11 March, AtoZForex, Lagos – Even without too many economic reports on the calendar for yesterday, the currency markets experienced ample volatility, majorly driven by the European Central Bank’s (ECB) decision to cut rates further into negative territory. The ECB decided to cut its benchmark interest rate from 0.05% to 0%. Bank deposit rate got decreased to -0.40%, a 10 basis points decline, while marginal lending facility rate was also reduced to 0.25% drop, a 5 basis points drop. The quantitative easing (QE) program expanded by €20bn to €80bn a month, commencing in April.
In the ensuing ECB press conference, central bank Governor Mario Draghi confirmed the downward revision of the outlook for economic growth for the bloc nation, which is seen to mainly reflect the weakened outlook for the global economy, therefore prompting the ECB interest rate cut. Although, he clarified that this may be the last rate cut, as he did not anticipate a need for further cut. After a steep fall on the release of the rate decision, the euro rebounded upwards sharply on Draghi’s comments off the session lows. The new forecast points to an average growth of 1,4 percent for euro zone’s 19 countries in 2016, rather than the 1.7 percent forecast in December.

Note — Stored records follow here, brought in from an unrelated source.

//! CSV writer for retained rows.

use std::collections::HashSet;
use std::io::Write;
use std::path::{Path, PathBuf};

use csv::{Terminator, WriterBuilder};
use tempfile::NamedTempFile;
use tracing::info;

use dedupe_model::Row;

use crate::error::{OutputError, Result};

/// Appended to the data file's stem to name the output file.
pub const OUTPUT_FILE_SUFFIX: &str = "_duplicates_removed.csv";

/// `<output_dir>/<input stem>_duplicates_removed.csv`.
pub fn output_path(input: &Path, output_dir: &Path) -> Result<PathBuf> {
    let stem = input.file_stem().ok_or_else(|| OutputError::InvalidInputName {
        path: input.to_path_buf(),
    })?;
    let mut name = stem.to_os_string();
    name.push(OUTPUT_FILE_SUFFIX);
    Ok(output_dir.join(name))
}

/// The input header followed by any other row columns, in order of first
/// appearance.
///
/// Columns of the input header are kept even when no retained row carries
/// them, so short records still produce the full header.
pub fn output_headers(input_headers: &[String], rows: &[Row]) -> Vec<String> {
    let mut seen = HashSet::new();
    let mut headers = Vec::new();
    for column in input_headers {
        if seen.insert(column.as_str()) {
            headers.push(column.clone());
        }
    }
    for row in rows {
        for column in row.columns() {
            if seen.insert(column.as_str()) {
                headers.push(column.clone());
            }
        }
    }
    headers
}

/// Writes `rows` as CSV with a header line built by [`output_headers`].
///
/// Cells a row does not have are written empty. Nothing at all is written
/// when there are no columns.
pub fn write_rows_to<W: Write>(writer: W, input_headers: &[String], rows: &[Row]) -> csv::Result<()> {
    let headers = output_headers(input_headers, rows);
    let mut writer = WriterBuilder::new()
        .terminator(Terminator::Any(b'\n'))
        .from_writer(writer);
    if headers.is_empty() {
        return Ok(());
    }
    writer.write_record(&headers)?;
    for row in rows {
        writer.write_record(
            headers
                .iter()
                .map(|column| row.get(column).unwrap_or_default()),
        )?;
    }
    writer.flush()?;
    Ok(())
}

/// Writes `rows` to `path`.
///
/// The CSV is written to a temporary file next to `path` and moved into
/// place once complete, so a failed write leaves no output behind. The file
/// gets the same permissions as one created with [`std::fs::write`].
pub fn write_rows(path: &Path, input_headers: &[String], rows: &[Row]) -> Result<()> {
    let dir = match path.parent() {
        Some(parent) if !parent.as_os_str().is_empty() => parent,
        _ => Path::new("."),
    };
    let temp = create_temp_file(dir).map_err(|source| OutputError::FileCreate {
        dir: dir.to_path_buf(),
        source,
    })?;
    write_rows_to(temp.as_file(), input_headers, rows).map_err(|source| OutputError::CsvWrite {
        path: path.to_path_buf(),
        source,
    })?;
    temp.persist(path).map_err(|e| OutputError::Persist {
        path: path.to_path_buf(),
        source: e.error,
    })?;
    info!(path = %path.display(), rows = rows.len(), "wrote output");
    Ok(())
}

/// Temporary file created with mode 0666 less the umask, like a plain
/// `File::create`, instead of the owner-only default of `tempfile`.
#[cfg(unix)]
fn create_temp_file(dir: &Path) -> std::io::Result<NamedTempFile> {
    use std::os::unix::fs::PermissionsExt;

    tempfile::Builder::new()
        .permissions(std::fs::Permissions::from_mode(0o666))
        .tempfile_in(dir)
}

#[cfg(not(unix))]
fn create_temp_file(dir: &Path) -> std::io::Result<NamedTempFile> {
    NamedTempFile::new_in(dir)
}

#[cfg(test)]
mod tests {
    use super::*;

    #[test]
    fn output_path_uses_input_stem() {
        let path = output_path(Path::new("data/contacts.csv"), Path::new("out")).unwrap();
        assert_eq!(path, Path::new("out/contacts_duplicates_removed.csv"));
    }

    #[test]
    fn output_path_without_extension() {
        let path = output_path(Path::new("contacts"), Path::new("/tmp")).unwrap();
        assert_eq!(path, Path::new("/tmp/contacts_duplicates_removed.csv"));
    }

    #[test]
    fn output_path_rejects_empty_name() {
        assert!(matches!(
            output_path(Path::new(""), Path::new("out")),
            Err(OutputError::InvalidInputName { .. })
        ));
    }

    fn header(names: &[&str]) -> Vec<String> {
        names.iter().map(|name| (*name).to_string()).collect()
    }

    #[test]
    fn headers_are_first_seen_union() {
        let rows = vec![
            Row::from_pairs([("id", "1"), ("name", "a")]),
            Row::from_pairs([("id", "2"), ("email", "e"), ("name", "b")]),
        ];
        assert_eq!(output_headers(&[], &rows), vec!["id", "name", "email"]);
    }

    #[test]
    fn input_header_comes_first_and_is_kept_whole() {
        let rows = vec![Row::from_pairs([("id", "1"), ("extra", "x")])];
        assert_eq!(
            output_headers(&header(&["id", "name", "email"]), &rows),
            vec!["id", "name", "email", "extra"]
        );
    }

    #[test]
    fn repeated_input_columns_are_written_once() {
        assert_eq!(output_headers(&header(&["a", "b", "a"]), &[]), vec!["a", "b"]);
    }

    #[test]
    fn no_rows_writes_header_only() {
        let mut buffer = Vec::new();
        write_rows_to(&mut buffer, &header(&["id", "name"]), &[]).unwrap();
        assert_eq!(String::from_utf8(buffer).unwrap(), "id,name\n");
    }

    #[test]
    fn no_columns_writes_nothing() {
        let mut buffer = Vec::new();
        write_rows_to(&mut buffer, &[], &[]).unwrap();
        assert!(buffer.is_empty());
    }
}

Unemployment claims at 5 month low
Also strengthening the jobs condition of the US, the unemployment claims showed US labor market is strengthening, as the number of US citizens filing for jobless claims fell sharply compared to the forecasts, hitting a 5 month low. This follows the positive NFP data posted last week. The strong US labor market might further diminish the fears of a recession. Now, with an improving labor market and a consolidating inflation, the Fed could gradually raise interest rates again this year. After, the historic rate hike of the Fed last year in December, marking the first rate hikes in nearly a decade.
Canada Unemployment rate (1:30 P.M GMT)
Canada’s employment change and unemployment rate will be released as well, forecast to come at 10.2k and 7.2% respectively. Having found some renewed strength against the USD, the Canadian dollar remains in a strong bullish trend against the USD. The country’s recent economic conditions have also rebounded as oil prices rebounded.